> EXERCISE DESCRIPTION: Nothing but the lines from the one containing "pub struct ButtonSnapshot" through the one containing "the standard layout)", both included, should be given again, each exactly as written below.

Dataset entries
════════

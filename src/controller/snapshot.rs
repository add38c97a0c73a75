//! Device snapshots and the source they are read from
//!
//! A [`DeviceSource`] is the poller's only window onto hardware. Once per frame the
//! poller drains its connect/disconnect events and then reads one
//! [`DeviceSnapshot`] per connected device. Snapshots are plain owned data; nothing
//! holds on to the source while listeners run.

use crate::error::GamepadError;
use crate::haptics::VibrationEffect;
use serde::{Deserialize, Serialize};

/// Mapping profile name reported by devices using the standard layout
pub const STANDARD_MAPPING: &str = "standard";

/// State of a single button
#[derive(Clone, Copy, Debug, Default, PartialEq, Serialize, Deserialize)]
pub struct ButtonSnapshot {
    pub pressed: bool,
    /// Analog value 0.0-1.0 (1.0 or 0.0 for digital buttons)
    pub value: f32,
}

impl ButtonSnapshot {
    pub fn pressed() -> Self {
        Self {
            pressed: true,
            value: 1.0,
        }
    }

    pub fn released() -> Self {
        Self::default()
    }
}

/// Read-only view of one connected device at a point in time
#[derive(Clone, Debug, PartialEq, Serialize, Deserialize)]
pub struct DeviceSnapshot {
    /// Stable device index assigned by the source
    pub index: usize,
    pub name: String,
    /// Mapping profile (`"standard"` for the standard layout)
    pub mapping: String,
    pub buttons: Vec<ButtonSnapshot>,
    /// Axis values in -1.0..1.0, positive right/down
    pub axes: Vec<f32>,
}

impl DeviceSnapshot {
    /// All buttons released, all axes centered
    pub fn new(index: usize, name: &str, mapping: &str, buttons: usize, axes: usize) -> Self {
        Self {
            index,
            name: name.to_string(),
            mapping: mapping.to_string(),
            buttons: vec![ButtonSnapshot::default(); buttons],
            axes: vec![0.0; axes],
        }
    }

    pub fn info(&self) -> DeviceInfo {
        DeviceInfo {
            index: self.index,
            name: self.name.clone(),
            mapping: self.mapping.clone(),
        }
    }
}

/// Identity of a device without its input state
#[derive(Clone, Debug, PartialEq, Eq, Hash, Serialize, Deserialize)]
pub struct DeviceInfo {
    pub index: usize,
    pub name: String,
    pub mapping: String,
}

impl DeviceInfo {
    pub fn is_standard(&self) -> bool {
        self.mapping == STANDARD_MAPPING
    }
}

/// Connect/disconnect notification carrying the device index
#[derive(Clone, Debug, PartialEq)]
pub enum DeviceEvent {
    Connected(DeviceInfo),
    Disconnected { index: usize },
}

/// Anything that can report connected controllers
pub trait DeviceSource {
    /// Short backend name for logs
    fn name(&self) -> &str;

    /// Connect/disconnect events since the last call, oldest first
    fn poll_events(&mut self) -> Vec<DeviceEvent>;

    /// One snapshot per connected device, ordered by device index
    fn snapshots(&self) -> Vec<DeviceSnapshot>;

    /// Plays a rumble effect on a device
    fn vibrate(&mut self, index: usize, effect: &VibrationEffect) -> Result<(), GamepadError>;
}
//! Request DTOs for API endpoints
//!
//! All request DTOs implement `Deserialize` and `Validate` for input validation.
//! Bodies are camelCase; ids arrive as strings or numbers.

use messenger_core::{MessageType, Snowflake};
use serde::{Deserialize, Serialize};
use validator::Validate;

// ============================================================================
// User Requests
// ============================================================================

/// Query parameters for the user directory
#[derive(Debug, Clone, Copy, Default, Deserialize, Validate)]
#[serde(rename_all = "camelCase")]
pub struct DirectoryQuery {
    #[validate(range(min = 1, max = 100, message = "Limit must be between 1 and 100"))]
    pub limit: Option<i64>,
}

// ============================================================================
// Chat Requests
// ============================================================================

/// Get-or-create a direct chat with another user (or yourself)
#[derive(Debug, Clone, Default, Deserialize, Validate)]
#[serde(rename_all = "camelCase")]
pub struct CreateDirectChatRequest {
    #[validate(required(message = "otherUserId is required"))]
    pub other_user_id: Option<Snowflake>,
}

/// Create group request
#[derive(Debug, Clone, Default, Deserialize, Validate)]
#[serde(rename_all = "camelCase")]
pub struct CreateGroupChatRequest {
    #[serde(default)]
    #[validate(length(min = 1, max = 100, message = "Group name must be 1-100 characters"))]
    pub name: String,

    #[serde(default)]
    #[validate(length(min = 1, max = 500, message = "A group needs 1-500 members"))]
    pub members: Vec<Snowflake>,

    #[validate(length(max = 1000, message = "Description must be at most 1000 characters"))]
    pub description: Option<String>,

    #[validate(url(message = "Avatar must be a URL"))]
    pub avatar: Option<String>,
}

#[derive(Debug, Clone, Default, Deserialize, Validate)]
#[serde(rename_all = "camelCase")]
pub struct AddMemberRequest {
    #[validate(required(message = "userId is required"))]
    pub user_id: Option<Snowflake>,
}

// ============================================================================
// Message Requests
// ============================================================================

/// File metadata sent alongside a message; the bytes live elsewhere
#[derive(Debug, Clone, Default, Serialize, Deserialize, Validate)]
#[serde(rename_all = "camelCase")]
pub struct AttachmentRequest {
    #[serde(default)]
    #[validate(length(min = 1, max = 2048, message = "Attachment url is required"))]
    pub url: String,

    #[serde(default)]
    #[validate(length(min = 1, max = 255, message = "Attachment name is required"))]
    pub name: String,

    #[serde(default)]
    #[validate(range(min = 0, message = "Attachment size cannot be negative"))]
    pub size: i64,

    #[serde(default)]
    #[validate(length(min = 1, max = 255, message = "Attachment mimeType is required"))]
    pub mime_type: String,
}

/// Send message request
#[derive(Debug, Clone, Default, Deserialize, Validate)]
#[serde(rename_all = "camelCase")]
pub struct SendMessageRequest {
    #[validate(required(message = "chatId is required"))]
    pub chat_id: Option<Snowflake>,

    #[validate(length(max = 4000, message = "Message text must be at most 4000 characters"))]
    pub text: Option<String>,

    /// Defaults to TEXT
    #[serde(rename = "type", default)]
    pub message_type: MessageType,

    pub reply_to_id: Option<Snowflake>,

    #[serde(default)]
    #[validate(length(max = 10, message = "At most 10 attachments per message"), nested)]
    pub attachments: Vec<AttachmentRequest>,
}

/// Query parameters for listing a chat's messages
#[derive(Debug, Clone, Copy, Default, Deserialize, Validate)]
#[serde(rename_all = "camelCase")]
pub struct ListMessagesQuery {
    /// Only messages strictly older than this one
    pub before: Option<Snowflake>,

    #[validate(range(min = 1, max = 200, message = "Limit must be between 1 and 200"))]
    pub limit: Option<i64>,
}

// ============================================================================
// Reaction Requests
// ============================================================================

#[derive(Debug, Clone, Default, Deserialize)]
#[serde(rename_all = "camelCase")]
pub struct ToggleReactionRequest {
    #[serde(default)]
    pub emoji: String,
}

════════

> RESPONSE AREA:
pub struct ButtonSnapshot {
    pub pressed: bool,
    /// Analog value 0.0-1.0 (1.0 or 0.0 for digital buttons)
    pub value: f32,
}

impl ButtonSnapshot {
    pub fn pressed() -> Self {
        Self {
            pressed: true,
            value: 1.0,
        }
    }

    pub fn released() -> Self {
        Self::default()
    }
}

/// Read-only view of one connected device at a point in time
#[derive(Clone, Debug, PartialEq, Serialize, Deserialize)]
pub struct DeviceSnapshot {
    /// Stable device index assigned by the source
    pub index: usize,
    pub name: String,
    /// Mapping profile (`"standard"` for the standard layout)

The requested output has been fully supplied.